Толпа возмущалась и сжималась вокруг меня. Я старался не смотреть им в глаза, прижимал мокрую шляпу к груди, она помялась, а атласная лента стала почти чёрной. "Где мои сандалии?" - вдруг подумал я, - "Неужели я прыгнул прямо в обуви?"
- Костя! - вдруг кто-то толкнул меня с невероятной силой. Я не сразу понял, что произошло – мама бросилась на меня и обняла. Она сжимала мои плечи, руки и шляпу.

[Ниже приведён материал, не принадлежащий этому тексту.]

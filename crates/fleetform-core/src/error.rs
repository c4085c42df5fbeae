//! Reconciliation error types

use crate::client::{RemoteError, RemoteErrorKind};
use std::time::Duration;
use thiserror::Error;

/// Reconciliation errors
#[derive(Error, Debug)]
pub enum CloudError {
    /// Malformed or missing configuration, detected before any remote call.
    #[error("Invalid configuration: {0}")]
    InvalidConfig(String),

    #[error("Remote API rejected the request ({kind}): {message}")]
    RemoteRejected {
        kind: RemoteErrorKind,
        message: String,
    },

    #[error("Remote API temporarily unavailable ({kind}): {message}")]
    RemoteTransient {
        kind: RemoteErrorKind,
        message: String,
    },

    #[error("Resource not found: {0}")]
    ResourceNotFound(String),

    #[error("Resource {id} reached status {status} while waiting for {expected}")]
    ConvergenceFailed {
        id: String,
        status: String,
        expected: String,
    },

    #[error("Timeout: resource {id} still {last_status} after {waited:?}")]
    Timeout {
        id: String,
        last_status: String,
        waited: Duration,
    },

    #[error("Resource {id} never became visible within {grace:?}")]
    NeverVisible { id: String, grace: Duration },

    #[error("Invariant violation: {0}")]
    InvariantViolation(String),

    #[error("Cancelled while waiting for resource {0}")]
    Cancelled(String),

    #[error("State file error: {0}")]
    StateError(String),

    #[error("Lock acquisition failed: {0}")]
    LockError(String),

    #[error("IO error: {0}")]
    Io(#[from] std::io::Error),

    #[error("JSON error: {0}")]
    Json(#[from] serde_json::Error),
}

impl CloudError {
    /// Whether the caller may retry the whole operation later.
    pub fn is_retryable(&self) -> bool {
        matches!(self, CloudError::RemoteTransient { .. })
    }
}

impl From<RemoteError> for CloudError {
    fn from(err: RemoteError) -> Self {
        match err.kind {
            RemoteErrorKind::NotFound => CloudError::ResourceNotFound(err.message),
            RemoteErrorKind::Throttled | RemoteErrorKind::TransientNetwork => {
                CloudError::RemoteTransient {
                    kind: err.kind,
                    message: err.message,
                }
            }
            RemoteErrorKind::Unauthorized
            | RemoteErrorKind::Conflict
            | RemoteErrorKind::MalformedInput
            | RemoteErrorKind::Unknown => CloudError::RemoteRejected {
                kind: err.kind,
                message: err.message,
            },
        }
    }
}

pub type Result<T> = std::result::Result<T, CloudError>;

#[cfg(test)]
mod tests {
    use super::*;

    #[test]
    fn test_remote_error_classification() {
        let err: CloudError = RemoteError::new(RemoteErrorKind::Throttled, "slow down").into();
        assert!(err.is_retryable());

        let err: CloudError = RemoteError::new(RemoteErrorKind::Conflict, "busy").into();
        assert!(matches!(
            err,
            CloudError::RemoteRejected {
                kind: RemoteErrorKind::Conflict,
                ..
            }
        ));
        assert!(!err.is_retryable());

        let err: CloudError = RemoteError::not_found("fleet-1").into();
        assert!(matches!(err, CloudError::ResourceNotFound(ref id) if id == "fleet-1"));
    }
}
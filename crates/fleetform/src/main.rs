mod commands;
mod context;

use clap::{Parser, Subcommand};
use context::Project;
use fleetform_core::CancellationToken;
use std::path::PathBuf;
use tracing_subscriber::EnvFilter;

#[derive(Parser)]
#[command(name = "fleetform")]
#[command(about = "Declarative GameLift fleets from a YAML project file", long_about = None)]
struct Cli {
    /// Project file (default: fleet.yaml discovery, or FLEETFORM_CONFIG)
    #[arg(short, long, global = true)]
    config: Option<PathBuf>,

    #[command(subcommand)]
    command: Commands,
}

#[derive(Subcommand)]
enum Commands {
    /// Create a fleet and wait until it is ACTIVE
    Create {
        /// Fleet name in the project file
        name: String,
        /// Delete the fleet already recorded for this name first
        #[arg(long)]
        replace: bool,
    },
    /// Refresh a fleet from GameLift and show it
    Read {
        /// Fleet name in the project file
        name: String,
    },
    /// Push the declared attributes to an existing fleet
    Update {
        /// Fleet name in the project file
        name: String,
    },
    /// Delete a fleet
    Delete {
        /// Fleet name in the project file
        name: String,
    },
    /// Create missing fleets and update existing ones
    Apply {
        /// Fleet name (all fleets when omitted)
        name: Option<String>,
    },
    /// Validate the project file without calling GameLift
    Validate,
    /// List declared fleets and their recorded state
    List,
    /// Show version information
    Version,
}

#[tokio::main]
async fn main() -> anyhow::Result<()> {
    let cli = Cli::parse();

    tracing_subscriber::fmt()
        .with_writer(std::io::stderr)
        .with_env_filter(
            EnvFilter::try_from_default_env().unwrap_or_else(|_| EnvFilter::new("info")),
        )
        .init();

    // Version needs no project file
    if matches!(cli.command, Commands::Version) {
        println!("fleetform {}", env!("CARGO_PKG_VERSION"));
        return Ok(());
    }

    let project_file = match cli.config {
        Some(path) => path,
        None => fleetform_config::find_project_file()?,
    };
    let project = Project::load(&project_file)?;

    let cancel = CancellationToken::new();
    let on_signal = cancel.clone();
    tokio::spawn(async move {
        if tokio::signal::ctrl_c().await.is_ok() {
            tracing::warn!("Interrupted, cancelling");
            on_signal.cancel();
        }
    });

    match cli.command {
        Commands::Create { name, replace } => {
            commands::create::handle(&project, &name, replace, cancel).await
        }
        Commands::Read { name } => commands::read::handle(&project, &name, cancel).await,
        Commands::Update { name } => commands::update::handle(&project, &name, cancel).await,
        Commands::Delete { name } => commands::delete::handle(&project, &name, cancel).await,
        Commands::Apply { name } => commands::apply::handle(&project, name.as_deref(), cancel).await,
        Commands::Validate => commands::validate::handle(&project),
        Commands::List => commands::list::handle(&project).await,
        Commands::Version => Ok(()),
    }
}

- Костя! - закричала она мне в самое ухо.
- Костик! - её трясло.
- Мама, пойдём, – тихо сказал я, – Я, кажется, потерял свои сандалии.
Я взял её за руку и мы пошли из грота наверх обратно на набережную. Проходя мимо поворота через балкон я увидел свои сандалии. Ремешок на одной был вырван вместе с подкладкой, с такой силой я срывал его. Я взял обувь в руки, и мы пошли домой.
Никогда после, даже когда я уже вырос, мы не разговаривали с мамой об этом. Не знаю, рассказывала ли она кому-то другому, навряд ли. Да и я сам не очень хотел трепаться. В глубине души я гордился собой и считал содеянное несомненным геройством, но каким-то уж больно глупым.
Потом, когда я начал много читать, уже без указки матери, я неоднократно встречал описание подобных поступков у детей такого же возраста. Признаться, меня это до сих пор слегка огорчает, ведь себе я всегда казался особенным.
А мамина шляпа долгое время лежала на верхней полке в шкафу, она её больше никогда не надевала. Со временем солома стала рассыпаться, зелёная лента потускнела, но на ней всё также оставались видны разводы, которые оставила соленая вода.